**WORK TASK:** Among the entries below, how many lines have the string "Frame" in them? Only the number should be given.

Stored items
++++++
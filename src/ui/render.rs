//! Frame layout: chart and side panel over a one-line status bar, with the
//! help overlay on top when active.

use crate::app::App;
use ratatui::{
    layout::{Alignment, Constraint, Direction, Layout},
    widgets::Paragraph,
    Frame,
};

use super::{cards, chart, help, status};

/// Minimum terminal dimensions required for normal operation.
pub(super) const MIN_WIDTH: u16 = 60;
pub(super) const MIN_HEIGHT: u16 = 12;

pub(super) fn render(f: &mut Frame, app: &App) {
    let area = f.area();
    if area.width < 1 || area.height < 1 {
        return;
    }

    if area.width < MIN_WIDTH || area.height < MIN_HEIGHT {
        let msg = if area.height < 3 || area.width < 20 {
            Paragraph::new("Too small")
        } else {
            Paragraph::new(format!(
                "Terminal too small\n\nMinimum: {}x{}\nCurrent: {}x{}",
                MIN_WIDTH, MIN_HEIGHT, area.width, area.height
            ))
            .alignment(Alignment::Center)
        };
        f.render_widget(msg, area);
        return;
    }

    let rows = Layout::default()
        .direction(Direction::Vertical)
        .constraints([Constraint::Min(0), Constraint::Length(1)])
        .split(area);

    let columns = Layout::default()
        .direction(Direction::Horizontal)
        .constraints([Constraint::Percentage(62), Constraint::Percentage(38)])
        .split(rows[0]);

    chart::render(f, app, columns[0]);
    cards::render(f, app, columns[1]);
    status::render(f, app, rows[1]);

    if app.show_help {
        help::render(f, app);
    }
}
//! Configuration file parser for ~/.config/steamdash/config.toml.
//!
//! The config file is optional: a missing file yields `Config::default()`.
//! Unknown keys are accepted by serde but logged as warnings, since they are
//! usually typos.
use crate::api::Endpoints;
use crate::dashboard::{DrilldownSampling, ViewOptions};
use crate::util::validate_http_url;
use secrecy::SecretString;
use serde::{Deserialize, Deserializer};
use std::collections::HashMap;
use std::path::Path;
use std::time::Duration;
use thiserror::Error;
use url::Url;

/// Environment variable that overrides `api_key` from the file.
pub const API_KEY_ENV: &str = "STEAM_API_KEY";

// ============================================================================
// Error Types
// ============================================================================

#[derive(Debug, Error)]
pub enum ConfigError {
    #[error("Failed to read config file: {0}")]
    Io(#[from] std::io::Error),

    #[error("Invalid TOML in config file: {0}")]
    Parse(#[from] toml::de::Error),

    #[error("Config file too large: {0}")]
    TooLarge(String),

    /// A value parsed but is not usable (bad URL, zero sample, ...).
    #[error("Invalid config value for `{key}`: {reason}")]
    Invalid { key: &'static str, reason: String },
}

// ============================================================================
// Configuration Struct
// ============================================================================

/// Top-level application configuration.
///
/// All fields use `#[serde(default)]` so any subset of keys can be specified.
#[derive(Debug, Clone, Deserialize)]
#[serde(default)]
pub struct Config {
    /// Base URL of the Steam Web API (catalog).
    pub api_base_url: String,

    /// Base URL of the Steam storefront (details, store pages).
    pub store_base_url: String,

    /// Steam Web API key. `STEAM_API_KEY` takes precedence.
    #[serde(deserialize_with = "deserialize_secret")]
    pub api_key: Option<SecretString>,

    /// How many catalog entries (from the front) to enrich.
    pub sample_size: usize,

    /// Pause between consecutive detail requests, in milliseconds.
    pub request_delay_ms: u64,

    /// Per-request timeout, in seconds.
    pub request_timeout_secs: u64,

    /// Maximum number of games shown in a drilldown.
    pub drilldown_limit: usize,

    /// `"random"` (fresh subset per visit) or `"seeded"` (stable per genre).
    pub drilldown_sampling: DrilldownSampling,

    /// Theme variant name ("dark" or "light").
    pub theme: String,

    /// Custom keybinding overrides. Keys are action names, values are key strings.
    pub keybindings: HashMap<String, String>,
}

impl Default for Config {
    fn default() -> Self {
        Self {
            api_base_url: Endpoints::DEFAULT_API_BASE.to_string(),
            store_base_url: Endpoints::DEFAULT_STORE_BASE.to_string(),
            api_key: None,
            sample_size: 100,
            request_delay_ms: 1000,
            request_timeout_secs: 30,
            drilldown_limit: 10,
            drilldown_sampling: DrilldownSampling::Random,
            theme: "dark".to_string(),
            keybindings: HashMap::new(),
        }
    }
}

/// Blank keys count as absent.
fn deserialize_secret<'de, D>(deserializer: D) -> Result<Option<SecretString>, D::Error>
where
    D: Deserializer<'de>,
{
    let raw: Option<String> = Option::deserialize(deserializer)?;
    Ok(raw
        .filter(|k| !k.trim().is_empty())
        .map(SecretString::from))
}

const KNOWN_KEYS: [&str; 10] = [
    "api_base_url",
    "store_base_url",
    "api_key",
    "sample_size",
    "request_delay_ms",
    "request_timeout_secs",
    "drilldown_limit",
    "drilldown_sampling",
    "theme",
    "keybindings",
];

impl Config {
    /// Maximum config file size (1 MB).
    const MAX_FILE_SIZE: u64 = 1_048_576;

    /// Load configuration from a TOML file.
    ///
    /// - Missing file → `Ok(Config::default())`
    /// - Empty file → `Ok(Config::default())`
    /// - Invalid TOML → `Err(ConfigError::Parse)`
    /// - Out-of-range values → `Err(ConfigError::Invalid)`
    pub fn load(path: &Path) -> Result<Self, ConfigError> {
        match std::fs::metadata(path) {
            Ok(meta) if meta.len() > Self::MAX_FILE_SIZE => {
                return Err(ConfigError::TooLarge(format!(
                    "Config file is {} bytes (max {} bytes)",
                    meta.len(),
                    Self::MAX_FILE_SIZE
                )));
            }
            Err(e) if e.kind() == std::io::ErrorKind::NotFound => {
                tracing::debug!(path = %path.display(), "No config file found, using defaults");
                return Ok(Self::default());
            }
            Err(e) => return Err(ConfigError::Io(e)),
            Ok(_) => {}
        }

        let content = match std::fs::read_to_string(path) {
            Ok(c) => c,
            Err(e) if e.kind() == std::io::ErrorKind::NotFound => {
                tracing::debug!(path = %path.display(), "Config file disappeared, using defaults");
                return Ok(Self::default());
            }
            Err(e) => return Err(ConfigError::Io(e)),
        };

        if content.trim().is_empty() {
            tracing::debug!(path = %path.display(), "Config file is empty, using defaults");
            return Ok(Self::default());
        }

        if let Ok(raw) = content.parse::<toml::Table>() {
            for key in raw.keys() {
                if !KNOWN_KEYS.contains(&key.as_str()) {
                    tracing::warn!(key = %key, "Unknown key in config file, ignoring");
                }
            }
        }

        let config: Config = toml::from_str(&content)?;
        config.validate()?;
        tracing::info!(
            path = %path.display(),
            sample_size = config.sample_size,
            sampling = ?config.drilldown_sampling,
            "Loaded configuration"
        );
        Ok(config)
    }

    /// Check values that parse but cannot be used.
    pub fn validate(&self) -> Result<(), ConfigError> {
        check_base_url("api_base_url", &self.api_base_url)?;
        check_base_url("store_base_url", &self.store_base_url)?;

        if self.sample_size == 0 {
            return Err(ConfigError::Invalid {
                key: "sample_size",
                reason: "must be at least 1".to_string(),
            });
        }
        if self.drilldown_limit == 0 {
            return Err(ConfigError::Invalid {
                key: "drilldown_limit",
                reason: "must be at least 1".to_string(),
            });
        }
        if self.request_timeout_secs == 0 {
            return Err(ConfigError::Invalid {
                key: "request_timeout_secs",
                reason: "must be at least 1".to_string(),
            });
        }
        Ok(())
    }

    /// Resolve endpoint URLs, attaching the API key if one is configured.
    ///
    /// A bad base URL is reported under its own key.
    pub fn endpoints(&self) -> Result<Endpoints, ConfigError> {
        check_base_url("api_base_url", &self.api_base_url)?;
        check_base_url("store_base_url", &self.store_base_url)?;

        let endpoints = Endpoints::new(&self.api_base_url, &self.store_base_url).map_err(|e| {
            let key = if Url::parse(&self.api_base_url).is_err() {
                "api_base_url"
            } else {
                "store_base_url"
            };
            ConfigError::Invalid {
                key,
                reason: e.to_string(),
            }
        })?;
        Ok(endpoints.with_api_key(self.api_key()))
    }

    /// API key from `STEAM_API_KEY`, falling back to the config file.
    pub fn api_key(&self) -> Option<SecretString> {
        std::env::var(API_KEY_ENV)
            .ok()
            .filter(|k| !k.trim().is_empty())
            .map(SecretString::from)
            .or_else(|| self.api_key.clone())
    }

    pub fn request_delay(&self) -> Duration {
        Duration::from_millis(self.request_delay_ms)
    }

    pub fn request_timeout(&self) -> Duration {
        Duration::from_secs(self.request_timeout_secs)
    }

    pub fn view_options(&self) -> ViewOptions {
        ViewOptions {
            drilldown_limit: self.drilldown_limit,
            sampling: self.drilldown_sampling,
        }
    }
}

fn check_base_url(key: &'static str, value: &str) -> Result<(), ConfigError> {
    validate_http_url(value)
        .map(|_| ())
        .map_err(|e| ConfigError::Invalid {
            key,
            reason: e.to_string(),
        })
}

// ============================================================================
// Tests
// ============================================================================

#[cfg(test)]
mod tests {
    use super::*;
    use secrecy::ExposeSecret;

    fn write_config(name: &str, content: &str) -> std::path::PathBuf {
        let dir = std::env::temp_dir().join(format!("steamdash_config_test_{}", name));
        std::fs::create_dir_all(&dir).unwrap();
        let path = dir.join("config.toml");
        std::fs::write(&path, content).unwrap();
        path
    }

    fn cleanup(path: &Path) {
        if let Some(dir) = path.parent() {
            std::fs::remove_dir_all(dir).ok();
        }
    }

    #[test]
    fn test_default_config() {
        let config = Config::default();
        assert_eq!(config.api_base_url, "https://api.steampowered.com");
        assert_eq!(config.store_base_url, "https://store.steampowered.com");
        assert_eq!(config.sample_size, 100);
        assert_eq!(config.request_delay(), Duration::from_secs(1));
        assert_eq!(config.drilldown_limit, 10);
        assert_eq!(config.drilldown_sampling, DrilldownSampling::Random);
        assert_eq!(config.theme, "dark");
        assert!(config.keybindings.is_empty());
        assert!(config.validate().is_ok());
    }

    #[test]
    fn test_missing_file_returns_default() {
        let path = Path::new("/tmp/steamdash_test_nonexistent_config.toml");
        let config = Config::load(path).unwrap();
        assert_eq!(config.sample_size, 100);
    }

    #[test]
    fn test_whitespace_only_file_returns_default() {
        let path = write_config("whitespace", "   \n  \n  ");
        let config = Config::load(&path).unwrap();
        assert_eq!(config.theme, "dark");
        cleanup(&path);
    }

    #[test]
    fn test_partial_config_uses_defaults_for_missing() {
        let path = write_config("partial", "sample_size = 25\n");
        let config = Config::load(&path).unwrap();
        assert_eq!(config.sample_size, 25);
        assert_eq!(config.request_delay_ms, 1000);
        assert_eq!(config.drilldown_limit, 10);
        cleanup(&path);
    }

    #[test]
    fn test_full_config() {
        let content = r#"
api_base_url = "http://127.0.0.1:8080/steam"
store_base_url = "https://store.example.com"
api_key = "file-key"
sample_size = 40
request_delay_ms = 250
request_timeout_secs = 10
drilldown_limit = 5
drilldown_sampling = "seeded"
theme = "light"

[keybindings]
quit = "Ctrl+q"
back = "Backspace"
"#;
        let path = write_config("full", content);
        let config = Config::load(&path).unwrap();
        assert_eq!(config.api_base_url, "http://127.0.0.1:8080/steam");
        assert_eq!(config.sample_size, 40);
        assert_eq!(config.request_delay(), Duration::from_millis(250));
        assert_eq!(config.request_timeout(), Duration::from_secs(10));
        assert_eq!(
            config.view_options(),
            ViewOptions {
                drilldown_limit: 5,
                sampling: DrilldownSampling::Seeded,
            }
        );
        assert_eq!(config.theme, "light");
        assert_eq!(
            config.keybindings.get("back").map(String::as_str),
            Some("Backspace")
        );
        cleanup(&path);
    }

    #[test]
    fn test_invalid_toml_returns_error() {
        let path = write_config("invalid", "this is not [valid toml");
        let err = Config::load(&path).unwrap_err();
        assert!(matches!(err, ConfigError::Parse(_)));
        assert!(err.to_string().contains("Invalid TOML"));
        cleanup(&path);
    }

    #[test]
    fn test_unknown_sampling_rejected() {
        let path = write_config("bad_sampling", "drilldown_sampling = \"shuffle\"\n");
        assert!(matches!(Config::load(&path), Err(ConfigError::Parse(_))));
        cleanup(&path);
    }

    #[test]
    fn test_unknown_keys_accepted() {
        let path = write_config("unknown", "sample_size = 3\nnot_a_key = true\n");
        let config = Config::load(&path).unwrap();
        assert_eq!(config.sample_size, 3);
        cleanup(&path);
    }

    #[test]
    fn test_zero_sample_size_rejected() {
        let path = write_config("zero_sample", "sample_size = 0\n");
        let err = Config::load(&path).unwrap_err();
        assert!(matches!(err, ConfigError::Invalid { key: "sample_size", .. }));
        cleanup(&path);
    }

    #[test]
    fn test_non_http_base_url_rejected() {
        let config = Config {
            store_base_url: "ftp://store.example.com".to_string(),
            ..Config::default()
        };
        let err = config.validate().unwrap_err();
        assert!(matches!(err, ConfigError::Invalid { key: "store_base_url", .. }));
        assert!(err.to_string().contains("ftp"));
    }

    #[test]
    fn test_too_large_file_rejected() {
        let path = write_config("too_large", &"a".repeat(1_048_577));
        let err = Config::load(&path).unwrap_err();
        assert!(matches!(err, ConfigError::TooLarge(_)));
        assert!(err.to_string().contains("too large"));
        cleanup(&path);
    }

    #[test]
    fn test_debug_masks_api_key() {
        let config = Config {
            api_key: Some(SecretString::from("super-secret-key-12345".to_string())),
            ..Config::default()
        };
        let debug_output = format!("{:?}", config);
        assert!(!debug_output.contains("super-secret-key-12345"));
        assert!(debug_output.contains("REDACTED"));
    }

    #[test]
    fn test_api_key_loaded_as_secret() {
        let path = write_config("secret_key", "api_key = \"file-key\"\n");
        let config = Config::load(&path).unwrap();
        let key = config.api_key.as_ref().map(|k| k.expose_secret().to_string());
        assert_eq!(key.as_deref(), Some("file-key"));
        assert!(!format!("{:?}", config).contains("file-key"));
        cleanup(&path);
    }

    #[test]
    fn test_blank_api_key_is_absent() {
        let path = write_config("blank_key", "api_key = \"   \"\n");
        let config = Config::load(&path).unwrap();
        assert!(config.api_key.is_none());
        cleanup(&path);
    }

    #[test]
    fn test_endpoints_reports_offending_key() {
        let config = Config {
            store_base_url: "not a url".to_string(),
            ..Config::default()
        };
        let err = config.endpoints().unwrap_err();
        assert!(matches!(err, ConfigError::Invalid { key: "store_base_url", .. }));

        let config = Config {
            api_base_url: "mailto:nobody@example.com".to_string(),
            ..Config::default()
        };
        let err = config.endpoints().unwrap_err();
        assert!(matches!(err, ConfigError::Invalid { key: "api_base_url", .. }));
    }

    #[test]
    fn test_endpoints_from_config() {
        let config = Config {
            api_base_url: "http://127.0.0.1:9000".to_string(),
            store_base_url: "http://127.0.0.1:9001".to_string(),
            ..Config::default()
        };
        let endpoints = config.endpoints().unwrap();
        assert_eq!(
            endpoints.detail_url(5).as_str(),
            "http://127.0.0.1:9001/api/appdetails?appids=5"
        );
        assert_eq!(endpoints.store_base(), "http://127.0.0.1:9001/");
    }
}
++++++
**EXPECTED ANSWER:** 3